Why on earth is this newsworthy? These same people should have been eschewing the iPhone since its inception *because* this basic feature was missing. I mean, come on people, every multitasking OS needs to be able to transfer user data between apps - Windows has had this for 20 years!

Grrr.

(Of course, I’m just irritated because my Google G1 can’t do it, and… natch… my old BlackBerry could.)

Email Archiving and Email Filing - what’s the difference?

June 1st, 2009

We have a new white paper up on the “Social” section of the Topaz Filer Web site called Email Archiving and Email Filing - What’s the Difference? (And Why are Both Important?)

http://www.topazfiler.com/content-archivingcffiling.aspx

Web-based task/todo list management

March 20th, 2009

Neat little tool: Voo2Do.

Open source windows

March 14th, 2009

I tweeted this, but it is good enough to warrant keeping around in my blog. A list of open source applications for Windows.

On a simliar topic: http://www.osalt.com/.

The Law Society’s guidelines on e-mail management

March 12th, 2009

In November 2005 The Law Society published their E-mail guidelines for solicitors. The document is geared to helping law firms make sense of how to handle e-mails within the practice.

I have written a paper critiquing this document here.

It’s an odd document. For me, even though I do not work for a law firm, it makes absolute sense that all e-mails we sent and receive should be properly filed against a project (a “matter” in law firm parlance), but the guidelines from The Law Society allow lawyers to make a judgement as to which e-mails are filed. It also only talks about record keeping for a few clauses, giving the rest over to more classic AUP type topics.

Anyway, it is good that a professional management/guidance body is putting advice on managing e-mails out there. I feel it just needs to be a little stronger in what they advise.

Google Docs… no.

March 7th, 2009

I love the term Googasm - meant to describe tech pundits falling over themselves to be unbelieveably impressed with anything that comes out of Mountain View.

In fact, with a lot of new things we are doing lately we are using a lot of Google applications, such as Google Mail, AdWords, AdSense and Google Checkout. One thing we haven’t used is Google Docs.

Now, I have heard Google Docs described time and time again as an Office killer, but I have never actually used it. In recent weeks a couple of times I have considered moving our SharePoint-based document store onto Google Docs and have chosen not to because it a) supports only a tiny number of file types and b) only supports teeny-tiny files. (Interestingly though I have gone through this process twice - the first time I forgot how limited it was but when the idea crossed my mind again I was like “Google must be looking to help me here”, only to be reminded of how limited it was.)

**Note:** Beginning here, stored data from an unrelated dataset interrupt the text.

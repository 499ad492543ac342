//! Settings module.

use super::parameters::SimulationParameters;
use super::sampling::SamplingPolicy;
use crate::sweep::ParameterGrid;

use serde::{Deserialize, Serialize};
use std::fs;

#[derive(Serialize, Deserialize, Debug, Clone, PartialEq)]
pub struct Settings {
    pub parameters: SimulationParameters,

    #[serde(default)]
    pub seed: u64,

    #[serde(default)]
    pub sampling: SamplingPolicy,

    /// Run a batch over this grid instead of a single trajectory.
    #[serde(default, skip_serializing_if = "Option::is_none")]
    pub sweep: Option<ParameterGrid>,
}

#[derive(Debug)]
pub enum SettingsError {
    IoError(std::io::Error),
    YamlError(serde_yaml::Error),
}

impl std::error::Error for SettingsError {}

impl std::fmt::Display for SettingsError {
    fn fmt(&self, formatter: &mut std::fmt::Formatter<'_>) -> std::fmt::Result {
        match self {
            SettingsError::IoError(error) => write!(formatter, "IO error: {error}"),
            SettingsError::YamlError(error) => write!(formatter, "YAML error: {error}"),
        }
    }
}

impl std::fmt::Display for Settings {
    fn fmt(&self, formatter: &mut std::fmt::Formatter<'_>) -> std::fmt::Result {
        let mut output = vec![];
        self.write(&mut output).map_err(|_| std::fmt::Error)?;
        write!(formatter, "{}", String::from_utf8_lossy(&output))
    }
}

impl Settings {
    pub fn write(&self, writer: &mut dyn std::io::Write) -> Result<(), SettingsError> {
        serde_yaml::to_writer(writer, self).map_err(SettingsError::YamlError)
    }

    pub fn read(reader: &mut dyn std::io::Read) -> Result<Settings, SettingsError> {
        serde_yaml::from_reader(reader).map_err(SettingsError::YamlError)
    }

    pub fn write_to_file(&self, filename: &str) -> Result<(), SettingsError> {
        let file = fs::File::create(filename).map_err(SettingsError::IoError)?;
        let mut writer = std::io::BufWriter::new(file);
        self.write(&mut writer)
    }

    pub fn read_from_file(filename: &str) -> Result<Settings, SettingsError> {
        let file = fs::File::open(filename).map_err(SettingsError::IoError)?;
        let mut reader = std::io::BufReader::new(file);
        Self::read(&mut reader)
    }
}

#[cfg(test)]
mod tests {
    use super::*;

    #[test]
    fn read_write() {
        let settings = Settings {
            parameters: SimulationParameters::default(),
            seed: 7,
            sampling: SamplingPolicy { interval: 0.5 },
            sweep: Some(ParameterGrid {
                alpha: vec![1., 1.5],
                beta: vec![2.],
            }),
        };
        let mut output = vec![];
        settings.write(&mut output).unwrap();
        let settings2 = Settings::read(&mut &output[..]).unwrap();
        assert_eq!(settings, settings2);
    }

    #[test]
    fn optional_sections() {
        let content = r#"
parameters:
  mu: 0.5
  nu_n: 0.01
  nu_p: 0.01
  alpha: 0.01
  beta: 0.1
  b: 0.5
  growth_mode: Constant
  carrying_capacity: 40.0
  total_groups: 100
  max_group_size: 40
  initial_programmer_fraction: 0.1
  t_max: 50.0
"#;
        let settings = Settings::read(&mut content.as_bytes()).unwrap();
        assert_eq!(settings.seed, 0);
        assert_eq!(settings.sampling, SamplingPolicy::default());
        assert!(settings.sweep.is_none());
    }

    #[test]
    fn demo_settings() {
        let demos = std::path::Path::new(env!("CARGO_MANIFEST_DIR")).join("demos");
        let reference =
            Settings::read_from_file(&demos.join("reference.yaml").to_string_lossy()).unwrap();
        assert_eq!(reference.parameters, SimulationParameters::default());
        assert!(reference.sweep.is_none());

        let sweep = Settings::read_from_file(&demos.join("sweep.yaml").to_string_lossy()).unwrap();
        assert_eq!(sweep.sweep.map(|grid| grid.len()), Some(49));
        assert!(sweep.parameters.validate().is_ok());
    }
}
use derive_more::Display;
use serde::{Deserialize, Serialize};

use crate::errors::{Result, SimulationError};

/// Shape of the arrival rate.
#[derive(Serialize, Deserialize, Debug, Clone, Copy, PartialEq, Eq, Display)]
pub enum GrowthMode {
    /// Every group receives newcomers at rate `mu`, independent of its size.
    Constant,
    /// Logistic arrival rate bounded by the carrying capacity and diluted by the global
    /// population.
    DensityDependent,
}

/// How a drawn conversion attempt is turned into a concrete event.
#[derive(Serialize, Deserialize, Debug, Clone, Copy, PartialEq, Eq, Default, Display)]
pub enum ConversionRule {
    /// Compare the share of the conversion rate in the total rate against `1 - cost`.
    #[default]
    RateRatio,
    /// Convert with probability `1 - cost`, otherwise the non-programmer leaves.
    CostWeighted,
}

#[derive(Serialize, Deserialize, Debug, Clone, PartialEq)]
pub struct SimulationParameters {
    /// Arrival intensity of new non-programmers.
    pub mu: f64,

    /// Per capita departure intensity of non-programmers.
    pub nu_n: f64,

    /// Per capita departure intensity of programmers.
    pub nu_p: f64,

    /// Exponent of the non-programmer count in the conversion benefit.
    pub alpha: f64,

    /// Exponent of the programmer count in the conversion benefit.
    pub beta: f64,

    /// Scale of the conversion cost.
    pub b: f64,

    pub growth_mode: GrowthMode,

    /// Carrying capacity of a group, only used for density dependent growth.
    pub carrying_capacity: f64,

    /// Number of groups. Constant for the whole run.
    pub total_groups: usize,

    /// Number of trials of the binomial initial group size.
    pub max_group_size: usize,

    /// Probability for an initial member to be a programmer.
    pub initial_programmer_fraction: f64,

    /// Success probability of the binomial initial group size.
    #[serde(default = "default_initial_occupancy")]
    pub initial_occupancy: f64,

    #[serde(default)]
    pub conversion_rule: ConversionRule,

    /// Simulated time horizon.
    pub t_max: f64,
}

fn default_initial_occupancy() -> f64 {
    0.1
}

impl std::fmt::Display for SimulationParameters {
    fn fmt(&self, formatter: &mut std::fmt::Formatter<'_>) -> std::fmt::Result {
        let mut output = vec![];
        self.write(&mut output).map_err(|_| std::fmt::Error)?;
        write!(formatter, "{}", String::from_utf8_lossy(&output))
    }
}

impl Default for SimulationParameters {
    /// Parameters of the reference run: 1000 groups, logistic growth capped at 40 members.
    fn default() -> Self {
        Self {
            mu: 0.5,
            nu_n: 0.01,
            nu_p: 0.01,
            alpha: 0.01,
            beta: 0.1,
            b: 0.5,
            growth_mode: GrowthMode::DensityDependent,
            carrying_capacity: 40.,
            total_groups: 1000,
            max_group_size: 40,
            initial_programmer_fraction: 0.1,
            initial_occupancy: default_initial_occupancy(),
            conversion_rule: ConversionRule::RateRatio,
            t_max: 500.,
        }
    }
}

impl SimulationParameters {
    /// Reject parameter sets that cannot drive a run.
    pub fn validate(&self) -> Result<()> {
        for (name, value) in [("mu", self.mu), ("nu_n", self.nu_n), ("nu_p", self.nu_p)] {
            if !value.is_finite() || value < 0. {
                return Err(SimulationError::invalid(format!(
                    "{name} must be finite and non-negative, got {value}"
                )));
            }
        }
        for (name, value) in [("alpha", self.alpha), ("beta", self.beta), ("b", self.b)] {
            if !value.is_finite() {
                return Err(SimulationError::invalid(format!(
                    "{name} must be finite, got {value}"
                )));
            }
        }
        if !self.carrying_capacity.is_finite() || self.carrying_capacity <= 0. {
            return Err(SimulationError::invalid(format!(
                "carrying_capacity must be positive, got {}",
                self.carrying_capacity
            )));
        }
        if self.total_groups == 0 {
            return Err(SimulationError::invalid("total_groups must be positive"));
        }
        if self.max_group_size == 0 {
            return Err(SimulationError::invalid("max_group_size must be positive"));
        }
        if !(0. ..=1.).contains(&self.initial_programmer_fraction) {
            return Err(SimulationError::invalid(format!(
                "initial_programmer_fraction must lie in [0, 1], got {}",
                self.initial_programmer_fraction
            )));
        }
        if !(self.initial_occupancy > 0. && self.initial_occupancy <= 1.) {
            return Err(SimulationError::invalid(format!(
                "initial_occupancy must lie in (0, 1], got {}",
                self.initial_occupancy
            )));
        }
        if !self.t_max.is_finite() || self.t_max < 0. {
            return Err(SimulationError::invalid(format!(
                "t_max must be finite and non-negative, got {}",
                self.t_max
            )));
        }
        Ok(())
    }

    pub fn write(
        &self,
        writer: &mut dyn std::io::Write,
    ) -> std::result::Result<(), serde_yaml::Error> {
        serde_yaml::to_writer(writer, self)
    }
}

#[cfg(test)]
mod tests {
    use super::*;

    #[test]
    fn default_is_valid() {
        assert!(SimulationParameters::default().validate().is_ok());
    }

    #[test]
    fn reject_negative_rates() {
        for field in 0..3 {
            let mut parameters = SimulationParameters::default();
            match field {
                0 => parameters.mu = -1.,
                1 => parameters.nu_n = -0.1,
                _ => parameters.nu_p = f64::NAN,
            }
            assert!(matches!(
                parameters.validate(),
                Err(SimulationError::InvalidParameters { .. })
            ));
        }
    }

    #[test]
    fn reject_non_positive_sizes() {
        let mut parameters = SimulationParameters::default();
        parameters.carrying_capacity = 0.;
        assert!(parameters.validate().is_err());

        let mut parameters = SimulationParameters::default();
        parameters.total_groups = 0;
        assert!(parameters.validate().is_err());

        let mut parameters = SimulationParameters::default();
        parameters.max_group_size = 0;
        assert!(parameters.validate().is_err());

        let mut parameters = SimulationParameters::default();
        parameters.initial_occupancy = 0.;
        assert!(parameters.validate().is_err());

        let mut parameters = SimulationParameters::default();
        parameters.initial_programmer_fraction = 1.5;
        assert!(parameters.validate().is_err());
    }

    #[test]
    fn read_write() {
        let mut buffer = Vec::new();
        let parameters = SimulationParameters {
            growth_mode: GrowthMode::Constant,
            conversion_rule: ConversionRule::CostWeighted,
            ..Default::default()
        };
        parameters.write(&mut buffer).unwrap();
        let read_parameters = serde_yaml::from_slice::<SimulationParameters>(&buffer).unwrap();
        assert_eq!(read_parameters, parameters);
    }

    #[test]
    fn read_with_defaults() {
        let content = r#"
mu: 0.5
nu_n: 0.01
nu_p: 0.01
alpha: 0.01
beta: 0.1
b: 0.5
growth_mode: DensityDependent
carrying_capacity: 40.0
total_groups: 10
max_group_size: 40
initial_programmer_fraction: 0.1
t_max: 5.0
"#;
        let parameters = serde_yaml::from_str::<SimulationParameters>(content).unwrap();
        assert_eq!(parameters.initial_occupancy, 0.1);
        assert_eq!(parameters.conversion_rule, ConversionRule::RateRatio);
        assert_eq!(parameters.total_groups, 10);
    }
}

Anyway, in writing content for a new Web site I decided to give up trying to use our unbelievable slow VPN and thought I would use a small computer I have at home for browsing on. Upon discovering it did not have Office on it, I thought I would use Google Docs thinking, “Google did it, everyone is saying it’s awesome, it must be a competitor to Word.”

It’s a joke.

It is basically, as far as I can tell, the Gmail editor that doesn’t send e-mail. In 1995 Microsoft introduced red-squiggle background spell-checking. 14 years ago. Assume it was in pilot and beta for two years, that’s 16 years PCs have been able to underline spelling mistakes. Does Google Docs? No.

Does it give me fine control over layout? Does it basically let me write a proper document that I would give to a client? No.

It is, frankly, barely better than Notepad. In fact, I wish I had used Notepad and then I wouldn’t have to waste five minutes writing a blog post to rant about how crap it was.

And now I find myself feeling a bit sorry for Microsoft because they are getting the sh*t kicked out of them in the market with everyone fawning over everyone and everything, but at the end of the day, if I just want to write a nice looking document quickly, or build a cashflow forecast easily, or develop a little application… it has to be Microsoft all the way.

Twitter Elite

February 27th, 2009

Want to find the most elite twitterers… Or even those in your home town?